Input Data Set Recap for Apply Regression Scenarios
The application data set must contain the same information structure as the corresponding training data set, as follows:
- The same number of variables (extra columns are ignored.)
- The same variable names as the corresponding training data set.
- The same order of presentation of the variables.
By analyzing the training data set, Smart Predict generates a regression model that explains and predicts the target variable based on the variables identified as influencers.
Once the regression model is trained, it can be applied to an application data set, generating the predicted values of the target in the output data set.
Apply Your Predictive Model
Open the relevant predictive model and select the Apply Predictive Model icon to open the Apply Predictive Model dialog.

Apply to Population
In the Data Source field, select the new data set (application data set) onto which you want to apply your predictive model.

Generated Data Set
In this section, you have several options to select the additional columns you want to include in your output data set.
Replicated columns: Select the variables from the data set that you used to train the model that is part of the output data set. The application process does not account for any columns in the application data set that do not belong to the training data set.
Statistics & Predictions: In the statistics and predictions dropdown list, various data options can be selected in the output data set. If you do not select any statistics or predictions, only the target variable and the key variables are included.

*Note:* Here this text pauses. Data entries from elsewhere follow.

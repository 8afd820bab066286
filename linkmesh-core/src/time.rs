//! Wrap-safe millisecond time tracking.
//!
//! All arithmetic is `now - created` with wrapping subtraction, compared
//! against an unsigned duration. Correct as long as no tracked entity lives
//! longer than `u32::MAX` milliseconds (about 49 days).

/// Milliseconds from an arbitrary host epoch. Wraps at `u32::MAX`.
pub type Millis = u32;

/// Remembers when something was created.
#[derive(Debug, Clone, Copy, PartialEq, Eq)]
pub struct TimeTracker {
    creation_time: Millis,
}

impl TimeTracker {
    pub fn new(now: Millis) -> Self {
        Self { creation_time: now }
    }

    pub fn creation_time(&self) -> Millis {
        self.creation_time
    }

    /// Elapsed milliseconds, correct across one clock wrap.
    pub fn time_since_creation(&self, now: Millis) -> Millis {
        now.wrapping_sub(self.creation_time)
    }
}

/// A [`TimeTracker`] with a duration after which it counts as expired.
#[derive(Debug, Clone, Copy, PartialEq, Eq)]
pub struct ExpiringTimeTracker {
    tracker: TimeTracker,
    duration: Millis,
}

impl ExpiringTimeTracker {
    pub fn new(duration: Millis, now: Millis) -> Self {
        Self {
            tracker: TimeTracker::new(now),
            duration,
        }
    }

    pub fn duration(&self) -> Millis {
        self.duration
    }

    pub fn creation_time(&self) -> Millis {
        self.tracker.creation_time()
    }

    pub fn time_since_creation(&self, now: Millis) -> Millis {
        self.tracker.time_since_creation(now)
    }

    /// `max(0, duration - time_since_creation)`.
    pub fn remaining_duration(&self, now: Millis) -> Millis {
        self.duration
            .saturating_sub(self.tracker.time_since_creation(now))
    }

    /// Restart the tracker so that exactly `remaining` milliseconds are left.
    pub fn set_remaining_duration(&mut self, remaining: Millis, now: Millis) {
        self.tracker = TimeTracker::new(now);
        self.duration = remaining;
    }

    /// Expired once the elapsed time reaches the duration, so a tracker with
    /// zero remaining duration is always expired.
    pub fn expired(&self, now: Millis) -> bool {
        self.tracker.time_since_creation(now) >= self.duration
    }
}
//! Receive assembler: reassemble fragments per (sender, message) and drop replays.

use std::collections::HashMap;

use crate::protocol::{FrameType, MacAddr, MessageId};
use crate::time::{Millis, TimeTracker};

/// Partial messages are dropped this long after their first fragment.
pub const DEFAULT_REASSEMBLY_TIMEOUT_MS: Millis = 1_000;
/// Unencrypted replay state is forgotten after this much silence from a sender.
pub const DEFAULT_REPLAY_WINDOW_MS: Millis = 2_500;

/// Independent message-ID sequence of one sender.
#[derive(Debug, Clone, Copy, PartialEq, Eq, Hash)]
pub enum ReplayStream {
    Broadcast,
    /// Unencrypted frames addressed to one of this node's interfaces.
    Directed(MacAddr),
    /// Encrypted frames of one session, identified by the peer's session key.
    Session(u64),
}

/// One received frame, already decrypted.
#[derive(Debug, Clone)]
pub struct ReceivedFragment {
    pub sender: MacAddr,
    pub frame_type: FrameType,
    pub message_id: MessageId,
    pub fragments_remaining: u8,
    pub payload: Vec<u8>,
}

/// A complete message ready for dispatch.
#[derive(Debug, Clone, PartialEq, Eq)]
pub struct AssembledMessage {
    pub sender: MacAddr,
    pub frame_type: FrameType,
    /// ID of fragment 0.
    pub message_id: MessageId,
    pub body: Vec<u8>,
}

impl AssembledMessage {
    pub fn is_encrypted(&self) -> bool {
        self.message_id.is_encrypted()
    }
}

#[derive(Debug)]
pub enum AssemblyResult {
    Complete(AssembledMessage),
    InProgress,
    /// Message-ID not above the highest accepted for this stream.
    Duplicate,
    /// Fragment inconsistent with the message it claims to belong to.
    Rejected,
}

struct PartialMessage {
    frame_type: FrameType,
    stream: ReplayStream,
    fragments: Vec<Option<Vec<u8>>>,
    received: usize,
    started: TimeTracker,
}

impl PartialMessage {
    fn is_complete(&self) -> bool {
        self.received == self.fragments.len()
    }

    fn reassemble_into_bytes(self) -> Vec<u8> {
        self.fragments.into_iter().flatten().flatten().collect()
    }
}

struct ReplayRecord {
    highest: u64,
    last_accepted: TimeTracker,
}

pub struct ReceiveAssembler {
    partial: HashMap<(MacAddr, u64), PartialMessage>,
    replay: HashMap<(MacAddr, ReplayStream), ReplayRecord>,
    timeout: Millis,
    replay_window: Millis,
}

impl ReceiveAssembler {
    pub fn new(timeout: Millis, replay_window: Millis) -> Self {
        Self {
            partial: HashMap::new(),
            replay: HashMap::new(),
            timeout,
            replay_window,
        }
    }

    pub fn partial_count(&self) -> usize {
        self.partial.len()
    }

    /// Store one fragment; returns the whole message when its last fragment arrives.
    pub fn accept(
        &mut self,
        fragment: ReceivedFragment,
        stream: ReplayStream,
        now: Millis,
    ) -> AssemblyResult {
        let sequence = fragment.message_id.sequence();
        if let Some(record) = self.replay.get(&(fragment.sender, stream)) {
            if sequence <= record.highest {
                return AssemblyResult::Duplicate;
            }
        }
        let index = usize::from(fragment.message_id.fragment_index());
        let total = index + usize::from(fragment.fragments_remaining) + 1;
        if total > usize::from(u8::MAX) + 1 {
            return AssemblyResult::Rejected;
        }
        let key = (fragment.sender, fragment.message_id.message_key());
        let partial = self.partial.entry(key).or_insert_with(|| PartialMessage {
            frame_type: fragment.frame_type,
            stream,
            fragments: vec![None; total],
            received: 0,
            started: TimeTracker::new(now),
        });
        if partial.frame_type != fragment.frame_type
            || partial.stream != stream
            || partial.fragments.len() != total
        {
            self.partial.remove(&key);
            return AssemblyResult::Rejected;
        }
        if partial.fragments[index].is_none() {
            partial.fragments[index] = Some(fragment.payload);
            partial.received += 1;
        }
        if !partial.is_complete() {
            return AssemblyResult::InProgress;
        }
        let Some(done) = self.partial.remove(&key) else {
            return AssemblyResult::InProgress;
        };
        let frame_type = done.frame_type;
        let body = done.reassemble_into_bytes();
        self.replay.insert(
            (fragment.sender, stream),
            ReplayRecord {
                highest: sequence,
                last_accepted: TimeTracker::new(now),
            },
        );
        AssemblyResult::Complete(AssembledMessage {
            sender: fragment.sender,
            frame_type,
            message_id: fragment.message_id.first_fragment(),
            body,
        })
    }

    /// Drop timed-out partial messages and stale unencrypted replay state.
    /// Returns the number of partial messages dropped.
    pub fn expire(&mut self, now: Millis) -> usize {
        let before = self.partial.len();
        let timeout = self.timeout;
        self.partial
            .retain(|_, p| p.started.time_since_creation(now) < timeout);
        let window = self.replay_window;
        self.replay.retain(|(_, stream), r| {
            matches!(stream, ReplayStream::Session(_))
                || r.last_accepted.time_since_creation(now) < window
        });
        before - self.partial.len()
    }

    /// Forget all state of a session that no longer exists.
    pub fn forget_session(&mut self, peer_session_key: u64) {
        let stream = ReplayStream::Session(peer_session_key);
        self.partial.retain(|_, p| p.stream != stream);
        self.replay.retain(|(_, s), _| *s != stream);
    }
}

impl Default for ReceiveAssembler {
    fn default() -> Self {
        Self::new(DEFAULT_REASSEMBLY_TIMEOUT_MS, DEFAULT_REPLAY_WINDOW_MS)
    }
}

#[cfg(test)]
mod tests {
    use super::*;

    const TO_STA: ReplayStream = ReplayStream::Directed(MacAddr([0x02, 0, 0, 0, 0, 9]));
    const TO_AP: ReplayStream = ReplayStream::Directed(MacAddr([0x06, 0, 0, 0, 0, 9]));

    fn mac(b: u8) -> MacAddr {
        MacAddr([0x02, 0, 0, 0, 0, b])
    }

    fn frag(seq: u64, index: u8, remaining: u8, payload: &[u8]) -> ReceivedFragment {
        ReceivedFragment {
            sender: mac(1),
            frame_type: FrameType::Unicast,
            message_id: MessageId::new(seq, index, false),
            fragments_remaining: remaining,
            payload: payload.to_vec(),
        }
    }

    fn complete(r: AssemblyResult) -> AssembledMessage {
        match r {
            AssemblyResult::Complete(m) => m,
            other => panic!("expected complete, got {:?}", other),
        }
    }

    #[test]
    fn single_fragment_completes() {
        let mut a = ReceiveAssembler::default();
        let m = complete(a.accept(frag(1, 0, 0, b"ping"), TO_STA, 0));
        assert_eq!(m.body, b"ping");
        assert_eq!(m.sender, mac(1));
        assert_eq!(m.message_id, MessageId::new(1, 0, false));
    }

    #[test]
    fn out_of_order_fragments_reassemble() {
        let mut a = ReceiveAssembler::default();
        assert!(matches!(
            a.accept(frag(5, 2, 0, b"ghi"), TO_STA, 0),
            AssemblyResult::InProgress
        ));
        assert!(matches!(
            a.accept(frag(5, 0, 2, b"abc"), TO_STA, 1),
            AssemblyResult::InProgress
        ));
        assert!(matches!(
            a.accept(frag(5, 0, 2, b"abc"), TO_STA, 2),
            AssemblyResult::InProgress
        ));
        let m = complete(a.accept(frag(5, 1, 1, b"def"), TO_STA, 3));
        assert_eq!(m.body, b"abcdefghi");
        assert_eq!(a.partial_count(), 0);
    }

    #[test]
    fn replays_are_dropped() {
        let mut a = ReceiveAssembler::default();
        complete(a.accept(frag(7, 0, 0, b"x"), TO_STA, 0));
        assert!(matches!(
            a.accept(frag(7, 0, 0, b"x"), TO_STA, 5),
            AssemblyResult::Duplicate
        ));
        assert!(matches!(
            a.accept(frag(6, 0, 0, b"old"), TO_STA, 5),
            AssemblyResult::Duplicate
        ));
        // Streams are independent.
        complete(a.accept(frag(3, 0, 0, b"b"), ReplayStream::Broadcast, 5));
        complete(a.accept(frag(8, 0, 0, b"y"), TO_STA, 6));
    }

    #[test]
    fn each_interface_tracks_its_own_sequence() {
        let mut a = ReceiveAssembler::default();
        complete(a.accept(frag(11, 0, 0, b"y"), TO_STA, 0));
        // An earlier ID retransmitted to the AP address is still new there.
        let m = complete(a.accept(frag(10, 0, 0, b"big"), TO_AP, 1));
        assert_eq!(m.body, b"big");
        assert!(matches!(
            a.accept(frag(10, 0, 0, b"big"), TO_AP, 2),
            AssemblyResult::Duplicate
        ));
        assert!(matches!(
            a.accept(frag(10, 0, 0, b"big"), TO_STA, 2),
            AssemblyResult::Duplicate
        ));
    }

    #[test]
    fn partial_times_out() {
        let mut a = ReceiveAssembler::default();
        a.accept(frag(9, 0, 1, b"half"), TO_STA, 0);
        assert_eq!(a.expire(999), 0);
        assert_eq!(a.expire(1_000), 1);
        assert!(matches!(
            a.accept(frag(9, 1, 0, b"rest"), TO_STA, 1_001),
            AssemblyResult::InProgress
        ));
    }

    #[test]
    fn replay_window_forgets_unencrypted_senders() {
        let mut a = ReceiveAssembler::new(1_000, 2_500);
        complete(a.accept(frag(100, 0, 0, b"x"), TO_STA, 0));
        let mut enc = frag(100, 0, 0, b"e");
        enc.message_id = MessageId::new(100, 0, true);
        complete(a.accept(enc.clone(), ReplayStream::Session(42), 0));
        a.expire(2_500);
        // Sender restarted its counter: accepted again after the window.
        complete(a.accept(frag(1, 0, 0, b"x"), TO_STA, 2_600));
        assert!(matches!(
            a.accept(enc, ReplayStream::Session(42), 2_600),
            AssemblyResult::Duplicate
        ));
        a.forget_session(42);
        let mut again = frag(100, 0, 0, b"e");
        again.message_id = MessageId::new(100, 0, true);
        complete(a.accept(again, ReplayStream::Session(42), 2_700));
    }

    #[test]
    fn inconsistent_fragment_rejected() {
        let mut a = ReceiveAssembler::default();
        a.accept(frag(4, 0, 2, b"a"), TO_STA, 0);
        assert!(matches!(
            a.accept(frag(4, 1, 0, b"b"), TO_STA, 0),
            AssemblyResult::Rejected
        ));
        assert_eq!(a.partial_count(), 0);
    }
}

The Statistics & Predictions options include:
- Apply Date: The apply date is the start date of the predictive model application. The column type is TIMESTAMP.
- Train Date: The train date is the start date of the predictive model training. The column type is TIMESTAMP.
- Assigned Bin: While applying a regression predictive model to an input data set, the output statistics information for assigned bins can be applied. During the training step, Smart Predict uses past observations in a training data set to create a predictive model. In the application step, Smart Predict associates each observation with a predicted value.
- Based on this value, it groups the list of observations ranging from the highest to the lowest predicted value in 10 bins (or groups). Each bin represents 10% of the observations, and within each bin, the observations either have the same value or fall within a range.
- Smart Predict refers to the bins defined in the training step to assign the current observations from the input data set to the relevant bin. It compares each value obtained by the predictive model. The limits of each assigned bin are defined in the training step: it then assigns each observation to the relevant bin.
In the following example, a regression model is used to predict the deal values for the next quarter. The data set contains observations on 3,000 customers. Assigned bins are used to monitor the population structure. Each bin must contain approximately 10% of the observations. Therefore, if these figures increase or decrease for one or several bins, it indicates that the population is changing. The predictive model may need to be retrained with more recent data.
- On the left, the distribution per bin is similar in the output data set as in the training data set.
- On the right, in the apply data set, 14% of customers are in the top bin. If you check the build data set, you see that this is more than the 10% of customers expected.

- Outlier Indicator: For each row in the application data set, the outlier indicator is one if the row is an outlier regarding the target, otherwise it is zero. An observation is considered an outlier when the prediction error is greater than three times the average prediction error found on similar observations.
- Predicted Value: Selecting this option creates the predicted value from the regression model in the output table.
- Prediction Explanation: Can be used to display the reasons explaining why Smart Predict has generated a specific prediction for a specific entity of the application data set.
An explanation (or reason) is a combination of a variable and its value; for example, age: 35. It corresponds to the value assigned for a given variable to produce a specific prediction.
The strength indicates how much this value affects the prediction and the direction of that impact. In a regression model, a positive strength increases the predicted value, while a negative strength decreases it.
Smart Predict can generate up to 10 explanations. When the predictive model uses more than 10 influencers to generate the predictions, Smart Predict aggregates the explanations with the lowest absolute strength (less contributing influencers) into two groups:
- Positive Others: aggregates the smallest positive influencers
- Negative Others: aggregates the smallest negative influencers.
The strength associated with positive others and negative others is the sum of the strength of the aggregated explanations. When the predictive model uses fewer than 10 or exactly 10 influencers to generate predictions, the other group isn't generated because the provided list of explanations is complete.
Output As: Give a name to your generated data set.